Aim of the exercise
The records below are to be reproduced word for word.

Source records

+ + + + + + +

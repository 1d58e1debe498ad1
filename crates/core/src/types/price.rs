//! Type-safe price representation using decimal arithmetic.
//!
//! The AJAX storefront API reports prices as integers in the currency's
//! minor unit (`1250` means 12.50). Formatting is display-only: there is no
//! currency conversion and no tax computation.

use rust_decimal::Decimal;
use serde::{Deserialize, Serialize};

/// Decimal separator used when rendering a price.
#[derive(Debug, Clone, Copy, PartialEq, Eq, Hash, Default)]
pub enum DecimalSeparator {
    /// `12.50`
    #[default]
    Period,
    /// `12,50`
    Comma,
}

/// A price with currency information.
#[derive(Debug, Clone, PartialEq, Eq, Serialize, Deserialize)]
pub struct Price {
    /// Amount in the currency's minor unit (e.g., cents).
    pub amount_minor: i64,
    /// ISO 4217 currency code (e.g., "EUR").
    pub currency_code: String,
}

impl Price {
    /// Create a price from an amount in minor units.
    #[must_use]
    pub fn from_minor(amount_minor: i64, currency_code: impl Into<String>) -> Self {
        Self {
            amount_minor,
            currency_code: currency_code.into(),
        }
    }

    /// Amount in the currency's standard unit (e.g., euros, not cents).
    #[must_use]
    pub fn amount(&self) -> Decimal {
        Decimal::new(self.amount_minor, 2)
    }

    /// Format with two decimals followed by the currency code, e.g. `12,50EUR`.
    #[must_use]
    pub fn format(&self, separator: DecimalSeparator) -> String {
        let amount = format!("{:.2}", self.amount());
        let amount = match separator {
            DecimalSeparator::Period => amount,
            DecimalSeparator::Comma => amount.replace('.', ","),
        };
        format!("{amount}{}", self.currency_code)
    }
}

+ + + + + + +

Finished exercise
repository 1d58e1debe498ad1
filename crates/core/src/types/price.rs
//! Type-safe price representation using decimal arithmetic.
//!
//! The AJAX storefront API reports prices as integers in the currency's
//! minor unit (`1250` means 12.50). Formatting is display-only: there is no
//! currency conversion and no tax computation.

use rust_decimal::Decimal;
use serde::{Deserialize, Serialize};

/// Decimal separator used when rendering a price.
#[derive(Debug, Clone, Copy, PartialEq, Eq, Hash, Default)]
pub enum DecimalSeparator {
    /// `12.50`
    #[default]
    Period,
    /// `12,50`
    Comma,
}

/// A price with currency information.
#[derive(Debug, Clone, PartialEq, Eq, Serialize, Deserialize)]
pub struct Price {
    /// Amount in the currency's minor unit (e.g., cents).
    pub amount_minor: i64,
    /// ISO 4217 currency code (e.g., "EUR").
    pub currency_code: String,
}

impl Price {
    /// Create a price from an amount in minor units.
    #[must_use]
    pub fn from_minor(amount_minor: i64, currency_code: impl Into<String>) -> Self {
        Self {
            amount_minor,
            currency_code: currency_code.into(),
        }
    }

    /// Amount in the currency's standard unit (e.g., euros, not cents).
    #[must_use]
    pub fn amount(&self) -> Decimal {
        Decimal::new(self.amount_minor, 2)
    }

    /// Format with two decimals followed by the currency code, e.g. `12,50EUR`.
    #[must_use]
    pub fn format(&self, separator: DecimalSeparator) -> String {
        let amount = format!("{:.2}", self.amount());
        let amount = match separator {
            DecimalSeparator::Period => amount,
            DecimalSeparator::Comma => amount.replace('.', ","),
        };
        format!("{amount}{}", self.currency_code)
    }
}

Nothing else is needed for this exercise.